Patients meanwhile also make calls—to the insurer, to the doctor, to support organizations—wasting precious time and energy to fight for the care their own doctors have recommended.
No wonder we are all so tired. Profits are being made, but the people who are bringing those profits (doctors and, unfortunately, patients) are being used and, frankly, abused.
My most recent prior authorization struggle revolved around a second colonoscopy required by my doctor, six months after the previous one. The timing was unusual (and worrisome) for me and a pain logistically. Prior authorization couldn’t be requested until a certain date, but scheduling needed the prior authorization ahead of time. By the time my insurer approved it (success!), it was too late to schedule. I spent hours on the phone trying to find anyone who could get me a workaround for an appointment that came close to 6 months. None of it was right, not for my PCP who had to talk to the insurer, not for me, not for the gastroenterologist.
I finally got the care, at close to the recommended time.But not everyone is as lucky.
The American Society of Clinical Oncology (ASCO) found in a survey of oncologists that “nearly all respondents have experienced patient harm and significant practice hurdles due to prior authorization practices, including delays of treatment (96%); patients forced onto a second-choice therapy (93%); increased patient out-of-pocket costs (88%); denial of therapy (87%); unsuccessful appeals (96%); and lack of transparency in prior authorization process (91%).”

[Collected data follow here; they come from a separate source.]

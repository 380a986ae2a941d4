pub mod app;
pub mod config;
pub mod core;
pub mod domain;
pub mod utils;

#[cfg(feature = "cli")]
pub use config::{CliConfig, EntityKind};

pub use app::mappers::EntityToDtoMapper;
pub use config::toml_config::MapperConfig;
pub use crate::core::{MappingHook, ObjectMapper, UnmappedTargetPolicy};
pub use utils::error::{MapperError, Result};
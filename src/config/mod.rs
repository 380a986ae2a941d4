pub mod toml_config;

#[cfg(feature = "cli")]
use crate::utils::error::Result;
#[cfg(feature = "cli")]
use crate::utils::validation::{validate_path, Validate};
#[cfg(feature = "cli")]
use clap::{Parser, ValueEnum};

/// 要輸出的 DTO 種類
#[cfg(feature = "cli")]
#[derive(Debug, Clone, Copy, PartialEq, Eq, ValueEnum)]
pub enum EntityKind {
    Employee,
    Department,
    Organization,
    All,
}

#[cfg(feature = "cli")]
#[derive(Debug, Clone, Parser)]
#[command(name = "small-mapper")]
#[command(about = "Maps a sample organization to DTOs with declarative rules")]
pub struct CliConfig {
    /// Path to a TOML mapping configuration file
    #[arg(short, long)]
    pub config: Option<String>,

    #[arg(long, value_enum, default_value = "all")]
    pub entity: EntityKind,

    #[arg(long, help = "Pretty-print JSON output")]
    pub pretty: bool,

    #[arg(long, help = "Emit logs as JSON")]
    pub log_json: bool,

    #[arg(short, long, help = "Enable verbose output")]
    pub verbose: bool,
}

#[cfg(feature = "cli")]
impl Validate for CliConfig {
    fn validate(&self) -> Result<()> {
        if let Some(path) = &self.config {
            validate_path("config", path)?;
        }
        Ok(())
    }
}

#[cfg(all(test, feature = "cli"))]
mod tests {
    use super::*;

    #[test]
    fn test_cli_defaults() {
        let config = CliConfig::parse_from(["small-mapper"]);
        assert_eq!(config.entity, EntityKind::All);
        assert!(config.config.is_none());
        assert!(config.validate().is_ok());
    }

    #[test]
    fn test_cli_entity_and_config() {
        let config = CliConfig::parse_from([
            "small-mapper",
            "--entity",
            "department",
            "--config",
            "mapper.toml",
            "--pretty",
        ]);
        assert_eq!(config.entity, EntityKind::Department);
        assert_eq!(config.config.as_deref(), Some("mapper.toml"));
        assert!(config.pretty);
    }
}
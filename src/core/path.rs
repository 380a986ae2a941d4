use crate::core::schema::FieldValue;
use crate::domain::ports::{MappingSource, SourceField};
use crate::utils::error::{MapperError, Result};
use std::fmt;

/// 已解析的點號來源路徑，例如 `organization.name`
#[derive(Debug, Clone, PartialEq, Eq)]
pub struct SourcePath {
    segments: Vec<String>,
}

impl SourcePath {
    pub fn parse(path: &str) -> Result<Self> {
        let segments: Vec<String> = path.split('.').map(|s| s.trim().to_string()).collect();

        if segments.iter().any(|s| s.is_empty()) {
            return Err(MapperError::InvalidConfigValueError {
                field: "source_path".to_string(),
                value: path.to_string(),
                reason: "Path segments cannot be empty".to_string(),
            });
        }

        Ok(Self { segments })
    }

    pub fn segments(&self) -> impl Iterator<Item = &str> {
        self.segments.iter().map(String::as_str)
    }
}

impl fmt::Display for SourcePath {
    fn fmt(&self, f: &mut fmt::Formatter<'_>) -> fmt::Result {
        write!(f, "{}", self.segments.join("."))
    }
}

/// 執行期路徑解析結果
pub enum Resolved<'a> {
    /// 中間某段參照缺值
    Missing,
    Value(FieldValue),
    Object(&'a dyn MappingSource),
    Collection(Vec<&'a dyn MappingSource>),
}

impl<'a> Resolved<'a> {
    pub fn into_value(self) -> FieldValue {
        match self {
            Resolved::Value(value) => value,
            Resolved::Missing | Resolved::Object(_) | Resolved::Collection(_) => FieldValue::Null,
        }
    }

    /// 缺值的集合視為空集合
    pub fn into_items(self) -> Vec<&'a dyn MappingSource> {
        match self {
            Resolved::Collection(items) => items,
            _ => Vec::new(),
        }
    }
}

/// 逐段存取欄位；任何一段缺值就短路為 `Missing`，絕不失敗
pub fn resolve<'a>(root: &'a dyn MappingSource, path: &SourcePath) -> Resolved<'a> {
    let mut current = root;
    let mut segments = path.segments().peekable();

    while let Some(segment) = segments.next() {
        let is_last = segments.peek().is_none();
        let field = match current.field(segment) {
            Some(field) => field,
            None => {
                tracing::trace!("Field '{}' not found while resolving '{}'", segment, path);
                return Resolved::Missing;
            }
        };

        match field {
            SourceField::Object(Some(next)) if !is_last => current = next,
            SourceField::Object(Some(next)) => return Resolved::Object(next),
            SourceField::Object(None) => return Resolved::Missing,
            SourceField::Value(value) if is_last => return Resolved::Value(value),
            SourceField::Collection(items) if is_last => return Resolved::Collection(items),
            // 純值或集合不能再往下走
            SourceField::Value(_) | SourceField::Collection(_) => return Resolved::Missing,
        }
    }

    Resolved::Object(current)
}
use anyhow::Result;
use small_mapper::app::sample::sample_organization;
use small_mapper::domain::model::{Department, Employee, Organization};
use small_mapper::EntityToDtoMapper;

#[test]
fn test_organization_projects_name_sets() -> Result<()> {
    let mut organization = Organization::new("Acme");

    let mut electrical = Department::new("Electrical");
    electrical.add_employee(Employee::new("Manoj", "Mishra", "Assistant", 10000, 10));
    let mut sales = Department::new("Sales");
    sales.add_employee(Employee::new("Asha", "Rao", "Lead", 8000, 35));

    organization.add_department(electrical);
    organization.add_department(sales);
    organization.add_employee(Employee::new("Ravi", "Kumar", "Director", 20000, 50));

    let mapper = EntityToDtoMapper::new()?;
    let dto = mapper.organization_to_dto(&organization)?;

    assert_eq!(dto.name.as_deref(), Some("Acme"));
    assert_eq!(
        dto.department_names.iter().collect::<Vec<_>>(),
        vec!["Electrical", "Sales"]
    );
    assert_eq!(
        dto.employee_names.iter().collect::<Vec<_>>(),
        vec!["AshaRao", "ManojMishra", "RaviKumar"]
    );
    Ok(())
}

/// 投影結果相同的員工只留下一筆
#[test]
fn test_identical_projections_collapse() -> Result<()> {
    let mut organization = Organization::new("Acme");
    organization.add_employee(Employee::new("Manoj", "Mishra", "Assistant", 10000, 10));
    organization.add_employee(Employee::new("Manoj", "Mishra", "Manager", 30000, 45));
    assert_eq!(organization.employees.len(), 2);

    let mapper = EntityToDtoMapper::new()?;
    let dto = mapper.organization_to_dto(&organization)?;
    assert_eq!(dto.employee_names.len(), 1);
    Ok(())
}

#[test]
fn test_empty_organization() -> Result<()> {
    let mapper = EntityToDtoMapper::new()?;
    let dto = mapper.organization_to_dto(&Organization::new("Empty"))?;

    assert!(dto.department_names.is_empty());
    assert!(dto.employee_names.is_empty());
    Ok(())
}

#[test]
fn test_sample_organization_serializes() -> Result<()> {
    let organization = sample_organization();
    let mapper = EntityToDtoMapper::new()?;

    let dto = mapper.organization_to_dto(&organization)?;
    let json = serde_json::to_value(&dto)?;

    assert_eq!(json["name"], "Electrical");
    assert_eq!(json["departmentNames"], serde_json::json!(["Electrical"]));
    assert_eq!(json["employeeNames"], serde_json::json!(["ManojMishra"]));
    Ok(())
}
use crate::domain::model::{Department, Employee, Organization};

/// CLI 示範用的組織：一個部門、一位員工
pub fn sample_organization() -> Organization {
    let mut department = Department::new("Electrical");
    department.add_employee(Employee::new("Manoj", "Mishra", "Assistant", 10000, 10));

    let mut organization = Organization::new("Electrical");
    organization.add_department(department);
    organization
}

This is an unforgivable, unethical, harmful situation. ASCO also points out that a 2022 U.S. Department of Health and Human Services Inspector General report shows widespread misuse and abuse of prior authorization in Medicare Advantage (MA) plans, harming seniors by delaying or denying important cancer treatments and procedures.
Right now, there are two opportunities to encourage federal legislation and better recommendations. I hope you take the time to do so.

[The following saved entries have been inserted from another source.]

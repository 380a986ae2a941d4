use crate::core::path::{self, SourcePath};
use crate::core::projection::{Transform, TransformRegistry};
use crate::core::schema::{FieldKind, FieldSpec, Schema};
use crate::domain::ports::{HasSchema, MappingHook, MappingSource, MappingTarget};
use crate::utils::error::{HookStage, MapperError, Result};
use serde::{Deserialize, Serialize};
use std::collections::BTreeSet;
use std::marker::PhantomData;

/// 靜態規則表中的一筆宣告
#[derive(Debug, Clone, Copy)]
pub struct StaticRule {
    pub target: &'static str,
    pub source: &'static str,
    pub transform: Option<&'static str>,
}

impl StaticRule {
    pub const fn path(target: &'static str, source: &'static str) -> Self {
        Self {
            target,
            source,
            transform: None,
        }
    }

    pub const fn derived(target: &'static str, source: &'static str, transform: &'static str) -> Self {
        Self {
            target,
            source,
            transform: Some(transform),
        }
    }
}

/// 一筆映射規則：`target` 欄位由 `source` 路徑（可選 transform）取得
#[derive(Debug, Clone, PartialEq, Eq)]
pub struct MappingRule {
    pub target: String,
    pub source: String,
    pub transform: Option<String>,
}

impl MappingRule {
    pub fn path(target: &str, source: &str) -> Self {
        Self {
            target: target.to_string(),
            source: source.to_string(),
            transform: None,
        }
    }

    pub fn derived(target: &str, source: &str, transform: &str) -> Self {
        Self {
            target: target.to_string(),
            source: source.to_string(),
            transform: Some(transform.to_string()),
        }
    }
}

impl From<&StaticRule> for MappingRule {
    fn from(rule: &StaticRule) -> Self {
        Self {
            target: rule.target.to_string(),
            source: rule.source.to_string(),
            transform: rule.transform.map(str::to_string),
        }
    }
}

/// 沒有任何規則的目標欄位如何處理
#[derive(Debug, Clone, Copy, Default, PartialEq, Eq, Serialize, Deserialize)]
#[serde(rename_all = "lowercase")]
pub enum UnmappedTargetPolicy {
    Ignore,
    #[default]
    Warn,
    Error,
}

struct CompiledRule {
    target: &'static str,
    path: SourcePath,
    transform: Option<Transform>,
}

pub struct MapperBuilder<S, T> {
    name: String,
    rules: Vec<MappingRule>,
    ignored: BTreeSet<String>,
    hooks: Vec<Box<dyn MappingHook<S, T>>>,
    registry: TransformRegistry,
    policy: UnmappedTargetPolicy,
    _marker: PhantomData<fn(&S) -> T>,
}

impl<S, T> MapperBuilder<S, T>
where
    S: MappingSource + HasSchema,
    T: MappingTarget,
{
    pub fn new(name: &str) -> Self {
        Self {
            name: name.to_string(),
            rules: Vec::new(),
            ignored: BTreeSet::new(),
            hooks: Vec::new(),
            registry: TransformRegistry::with_builtins(),
            policy: UnmappedTargetPolicy::default(),
            _marker: PhantomData,
        }
    }

    pub fn rule(mut self, target: &str, source: &str) -> Self {
        self.rules.push(MappingRule::path(target, source));
        self
    }

    pub fn derived(mut self, target: &str, source: &str, transform: &str) -> Self {
        self.rules.push(MappingRule::derived(target, source, transform));
        self
    }

    pub fn rules<'r>(mut self, rules: impl IntoIterator<Item = &'r StaticRule>) -> Self {
        self.rules.extend(rules.into_iter().map(MappingRule::from));
        self
    }

    /// 取代同一目標欄位的既有規則，沒有則新增
    pub fn override_rule(mut self, rule: MappingRule) -> Self {
        self.rules.retain(|existing| existing.target != rule.target);
        self.ignored.remove(&rule.target);
        self.rules.push(rule);
        self
    }

    /// 排除目標欄位：該欄位的明確規則與隱含對應都不會套用
    pub fn ignore(mut self, target: &str) -> Self {
        self.ignored.insert(target.to_string());
        self
    }

    pub fn hook(mut self, hook: impl MappingHook<S, T> + 'static) -> Self {
        self.hooks.push(Box::new(hook));
        self
    }

    pub fn registry(mut self, registry: TransformRegistry) -> Self {
        self.registry = registry;
        self
    }

    pub fn policy(mut self, policy: UnmappedTargetPolicy) -> Self {
        self.policy = policy;
        self
    }

    /// 驗證所有規則並產生 mapper
    ///
    /// 明確規則先套用；其餘目標欄位若來源有同名同種類的欄位就自動對應。
    pub fn build(self) -> Result<ObjectMapper<S, T>> {
        let source_schema = S::schema();
        let target_schema = T::schema();
        let mut compiled = Vec::with_capacity(target_schema.fields.len());
        let mut mapped: BTreeSet<&'static str> = BTreeSet::new();

        for ignored in &self.ignored {
            target_field(target_schema, ignored)?;
        }

        for rule in &self.rules {
            let target = target_field(target_schema, &rule.target)?;
            if self.ignored.contains(&rule.target) {
                tracing::debug!("{}: '{}' is ignored, dropping its rule", self.name, rule.target);
                continue;
            }
            if !mapped.insert(target.name) {
                return Err(MapperError::DuplicateRule {
                    field: rule.target.clone(),
                });
            }
            compiled.push(self.compile(source_schema, target, rule)?);
        }

        let mut unmapped = Vec::new();
        for target in target_schema.fields {
            if mapped.contains(target.name) || self.ignored.contains(target.name) {
                continue;
            }
            match source_schema.field(target.name) {
                Some(source) if source.kind == target.kind && target.kind.is_value() => {
                    tracing::trace!("{}: implicit rule for '{}'", self.name, target.name);
                    compiled.push(CompiledRule {
                        target: target.name,
                        path: SourcePath::parse(source.name)?,
                        transform: None,
                    });
                    mapped.insert(target.name);
                }
                _ => unmapped.push(target.name.to_string()),
            }
        }

        if !unmapped.is_empty() {
            match self.policy {
                UnmappedTargetPolicy::Ignore => {}
                UnmappedTargetPolicy::Warn => tracing::warn!(
                    "⚠️ {}: unmapped target fields on {}: {}",
                    self.name,
                    target_schema.type_name,
                    unmapped.join(", ")
                ),
                UnmappedTargetPolicy::Error => {
                    return Err(MapperError::UnmappedTargetFields {
                        type_name: target_schema.type_name.to_string(),
                        fields: unmapped,
                    })
                }
            }
        }

        tracing::debug!(
            "🔧 {}: built {} rules ({} -> {}), {} hooks",
            self.name,
            compiled.len(),
            source_schema.type_name,
            target_schema.type_name,
            self.hooks.len()
        );

        Ok(ObjectMapper {
            name: self.name,
            rules: compiled,
            hooks: self.hooks,
            _marker: PhantomData,
        })
    }

    fn compile(
        &self,
        source_schema: &'static Schema,
        target: &'static FieldSpec,
        rule: &MappingRule,
    ) -> Result<CompiledRule> {
        let path = SourcePath::parse(&rule.source)?;
        let source = source_schema.resolve_path(path.segments())?;

        let (produced, transform) = match &rule.transform {
            Some(name) => {
                let transform = self.registry.get(name)?;
                if transform.input != source.kind {
                    return Err(MapperError::KindMismatch {
                        field: format!("{} (transform '{}')", rule.target, name),
                        expected: transform.input,
                        found: source.kind,
                    });
                }
                if let Some(element) = source.nested {
                    for required in transform.required_fields {
                        if element.field(required).map(|f| f.kind) != Some(FieldKind::Text) {
                            return Err(MapperError::TransformRequirement {
                                transform: name.clone(),
                                field: required.to_string(),
                                element_type: element.type_name.to_string(),
                            });
                        }
                    }
                }
                (transform.output, Some(transform.clone()))
            }
            None => (source.kind, None),
        };

        if produced != target.kind {
            return Err(MapperError::KindMismatch {
                field: rule.target.clone(),
                expected: target.kind,
                found: produced,
            });
        }

        Ok(CompiledRule {
            target: target.name,
            path,
            transform,
        })
    }
}

fn target_field(schema: &'static Schema, name: &str) -> Result<&'static FieldSpec> {
    schema.field(name).ok_or_else(|| MapperError::UnknownTargetField {
        type_name: schema.type_name.to_string(),
        field: name.to_string(),
    })
}

/// 已驗證的 (來源, 目標) 映射
///
/// 每次呼叫：建立預設目標 → before 掛鉤 → 欄位複製 → after 掛鉤。
/// 不持有任何可變共享狀態。
pub struct ObjectMapper<S, T> {
    name: String,
    rules: Vec<CompiledRule>,
    hooks: Vec<Box<dyn MappingHook<S, T>>>,
    _marker: PhantomData<fn(&S) -> T>,
}

impl<S, T> ObjectMapper<S, T>
where
    S: MappingSource + HasSchema,
    T: MappingTarget,
{
    pub fn builder(name: &str) -> MapperBuilder<S, T> {
        MapperBuilder::new(name)
    }

    /// 目前生效的目標欄位（依套用順序）
    pub fn mapped_fields(&self) -> Vec<&'static str> {
        self.rules.iter().map(|rule| rule.target).collect()
    }

    pub fn map(&self, source: &S) -> Result<T> {
        let mut target = T::default();

        self.run_hooks(HookStage::Before, source, &mut target)?;

        for rule in &self.rules {
            let resolved = path::resolve(source, &rule.path);
            let value = match &rule.transform {
                Some(transform) => (transform.apply)(resolved)?,
                None => resolved.into_value(),
            };
            target.set_field(rule.target, value)?;
        }

        self.run_hooks(HookStage::After, source, &mut target)?;

        tracing::trace!("{}: mapped {} fields", self.name, self.rules.len());
        Ok(target)
    }

    /// 來源缺值時回傳預設（空的）目標，不視為錯誤
    pub fn map_optional(&self, source: Option<&S>) -> Result<T> {
        match source {
            Some(source) => self.map(source),
            None => {
                tracing::debug!("{}: no source, returning default target", self.name);
                Ok(T::default())
            }
        }
    }

    /// 任一筆失敗即中止，不回傳部分結果
    pub fn map_all<'s, I>(&self, sources: I) -> Result<Vec<T>>
    where
        I: IntoIterator<Item = &'s S>,
        S: 's,
    {
        sources.into_iter().map(|source| self.map(source)).collect()
    }

    fn run_hooks(&self, stage: HookStage, source: &S, target: &mut T) -> Result<()> {
        for hook in &self.hooks {
            let outcome = match stage {
                HookStage::Before => hook.before_mapping(source, target),
                HookStage::After => hook.after_mapping(source, target),
            };
            if let Err(e) = outcome {
                tracing::error!("❌ {}: hook '{}' failed during {} mapping: {}", self.name, hook.name(), stage, e);
                return Err(MapperError::Hook {
                    hook: hook.name().to_string(),
                    stage,
                    message: e.to_string(),
                });
            }
        }
        Ok(())
    }
}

1. Improving Seniors’ Timely Access to Care Act(H.R. 3173/S. 3018) was passed by the House of Representatives on Sept. 14. It is crucial to encourage your Senators to pass this bill before the end of this 2022. Time is running out. This bill aims to streamline prior authorization practices within the Medicare Advantage (MA) program by creating an electronic prior authorization (ePA) process and requiring MA plans to adopt ePA capabilities; requiring HHS to establish a list of items and services eligible for real-time decisions; standardizing and streamlining the prior authorization process for routinely approved items and services; and increasing transparency around MA prior authorization requirements and their use.
You can link to an easy electronic form here.

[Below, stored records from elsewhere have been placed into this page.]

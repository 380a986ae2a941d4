use anyhow::Result;
use small_mapper::domain::dto::EmployeeDto;
use small_mapper::domain::model::{Employee, OrganizationRef};
use small_mapper::EntityToDtoMapper;

fn manoj() -> Employee {
    Employee::new("Manoj", "Mishra", "Assistant", 10000, 10)
        .with_department("Electrical")
        .with_organization(OrganizationRef::new("Electrical"))
}

/// 測試員工的純值欄位與巢狀組織名稱映射
#[test]
fn test_employee_maps_to_flat_dto() -> Result<()> {
    let mapper = EntityToDtoMapper::new()?;
    let dto = mapper.employee_to_dto(&manoj())?;

    let expected = EmployeeDto {
        first_name: Some("Manoj".to_string()),
        last_name: Some("Mishra".to_string()),
        position: Some("Assistant".to_string()),
        salary: Some(10000),
        age: Some(10),
        department_name: Some("Electrical".to_string()),
        organization_name: Some("Electrical".to_string()),
    };
    assert_eq!(dto, expected);

    Ok(())
}

/// 組織名稱永遠等於來源組織參照的名稱，缺值時為 None
#[test]
fn test_organization_name_follows_reference() -> Result<()> {
    let mapper = EntityToDtoMapper::new()?;

    for org in [Some("Acme"), Some(""), None] {
        let mut employee = Employee::new("Asha", "Rao", "Engineer", 5000, 30);
        employee.organization = org.map(OrganizationRef::new);

        let dto = mapper.employee_to_dto(&employee)?;
        assert_eq!(
            dto.organization_name.as_deref(),
            employee.organization.as_ref().map(|o| o.name.as_str())
        );
    }

    Ok(())
}

#[test]
fn test_missing_links_map_to_defaults() -> Result<()> {
    let mapper = EntityToDtoMapper::new()?;
    let dto = mapper.employee_to_dto(&Employee::new("Solo", "Worker", "Intern", 0, 19))?;

    assert_eq!(dto.department_name, None);
    assert_eq!(dto.organization_name, None);
    assert_eq!(dto.first_name.as_deref(), Some("Solo"));

    Ok(())
}

#[test]
fn test_null_source_returns_empty_dto() -> Result<()> {
    let mapper = EntityToDtoMapper::new()?;
    let dto = mapper.employee_mapper().map_optional(None)?;
    assert_eq!(dto, EmployeeDto::default());
    Ok(())
}

#[test]
fn test_mapping_is_idempotent_and_pure() -> Result<()> {
    let mapper = EntityToDtoMapper::new()?;
    let employee = manoj();
    let snapshot = employee.clone();

    let first = mapper.employee_to_dto(&employee)?;
    let second = mapper.employee_to_dto(&employee)?;

    assert_eq!(first, second);
    assert_eq!(employee, snapshot);
    Ok(())
}

#[test]
fn test_batch_mapping() -> Result<()> {
    let mapper = EntityToDtoMapper::new()?;
    let employees = vec![manoj(), Employee::new("Asha", "Rao", "Engineer", 5000, 30)];

    let dtos = mapper.employee_mapper().map_all(&employees)?;
    assert_eq!(dtos.len(), 2);
    assert_eq!(dtos[1].first_name.as_deref(), Some("Asha"));
    Ok(())
}
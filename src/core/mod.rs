pub mod mapper;
pub mod path;
pub mod projection;
pub mod schema;

pub use crate::domain::ports::{HasSchema, MappingHook, MappingSource, MappingTarget};
pub use crate::utils::error::Result;
pub use mapper::{MapperBuilder, MappingRule, ObjectMapper, StaticRule, UnmappedTargetPolicy};
use thiserror::Error;

use crate::core::schema::FieldKind;

/// 映射掛鉤執行階段
#[derive(Debug, Clone, Copy, PartialEq, Eq)]
pub enum HookStage {
    Before,
    After,
}

impl std::fmt::Display for HookStage {
    fn fmt(&self, f: &mut std::fmt::Formatter<'_>) -> std::fmt::Result {
        match self {
            HookStage::Before => write!(f, "before"),
            HookStage::After => write!(f, "after"),
        }
    }
}

#[derive(Error, Debug)]
pub enum MapperError {
    #[error("IO error: {0}")]
    IoError(#[from] std::io::Error),

    #[error("Serialization error: {0}")]
    SerializationError(#[from] serde_json::Error),

    #[error("Configuration parse error in {field}: {message}")]
    ConfigParseError { field: String, message: String },

    #[error("Invalid value '{value}' for {field}: {reason}")]
    InvalidConfigValueError {
        field: String,
        value: String,
        reason: String,
    },

    #[error("{type_name} has no field '{field}'")]
    UnknownTargetField { type_name: String, field: String },

    #[error("Cannot resolve source path '{path}' on {type_name}: {reason}")]
    UnknownSourcePath {
        type_name: String,
        path: String,
        reason: String,
    },

    #[error("Unknown transform '{name}'")]
    UnknownTransform { name: String },

    #[error("Transform '{name}' is already registered")]
    DuplicateTransform { name: String },

    #[error("Transform '{transform}' needs text field '{field}' on {element_type}")]
    TransformRequirement {
        transform: String,
        field: String,
        element_type: String,
    },

    #[error("Transform '{transform}' failed: {reason}")]
    TransformFailed { transform: String, reason: String },

    #[error("Target field '{field}' is mapped more than once")]
    DuplicateRule { field: String },

    #[error("Kind mismatch for '{field}': expected {expected:?}, found {found:?}")]
    KindMismatch {
        field: String,
        expected: FieldKind,
        found: FieldKind,
    },

    #[error("Unmapped target fields on {type_name}: {}", .fields.join(", "))]
    UnmappedTargetFields {
        type_name: String,
        fields: Vec<String>,
    },

    #[error("Hook '{hook}' failed during {stage} mapping: {message}")]
    Hook {
        hook: String,
        stage: HookStage,
        message: String,
    },
}

/// 錯誤分類
#[derive(Debug, Clone, Copy, PartialEq, Eq)]
pub enum ErrorCategory {
    Configuration,
    RuleTable,
    Mapping,
    System,
}

impl MapperError {
    pub fn category(&self) -> ErrorCategory {
        match self {
            MapperError::IoError(_) | MapperError::SerializationError(_) => ErrorCategory::System,
            MapperError::ConfigParseError { .. } | MapperError::InvalidConfigValueError { .. } => {
                ErrorCategory::Configuration
            }
            MapperError::Hook { .. } | MapperError::TransformFailed { .. } => ErrorCategory::Mapping,
            _ => ErrorCategory::RuleTable,
        }
    }

    pub fn user_friendly_message(&self) -> String {
        match self.category() {
            ErrorCategory::Configuration => format!("Mapping configuration is invalid: {}", self),
            ErrorCategory::RuleTable => format!("Mapping rules could not be built: {}", self),
            ErrorCategory::Mapping => format!("Mapping failed: {}", self),
            ErrorCategory::System => format!("System error: {}", self),
        }
    }

    pub fn recovery_suggestion(&self) -> &'static str {
        match self.category() {
            ErrorCategory::Configuration => "Check the TOML file syntax and field values",
            ErrorCategory::RuleTable => {
                "Check that every rule names an existing target field, source path and transform"
            }
            ErrorCategory::Mapping => "Inspect the failing hook and the source object it received",
            ErrorCategory::System => "Check file paths and permissions",
        }
    }
}

pub type Result<T> = std::result::Result<T, MapperError>;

2. The Centers for Medicare & Medicaid Services (CMS) has proposed new guidelines to improve the prior authorization process (aimed to go into effect on January 1, 2026). These proposals include requiring the regulated payers to include information about patients’ prior authorization decisions to help patients better understand their payer’s prior authorization process and its impact on their care; proposing to require impacted payers to include a specific reason when they deny a prior authorization request, regardless of the method used to send the prior authorization decision, to both facilitate better communication and understanding between the provider and payer and, if necessary, a successful resubmission of the prior authorization request; requiring impacted payers to send prior authorization decisions within 72 hours for urgent requests and seven calendar days for standard requests.
The proposals extend beyond those I listed here. You can read more here and please take the time to provide feedback on the proposals through March 13, 2023 by going to https://www.regulations.gov/commenton/CMS_FRDOC_0001-3462.
This is the time to support better prior authorization methods for yourself or someone you love.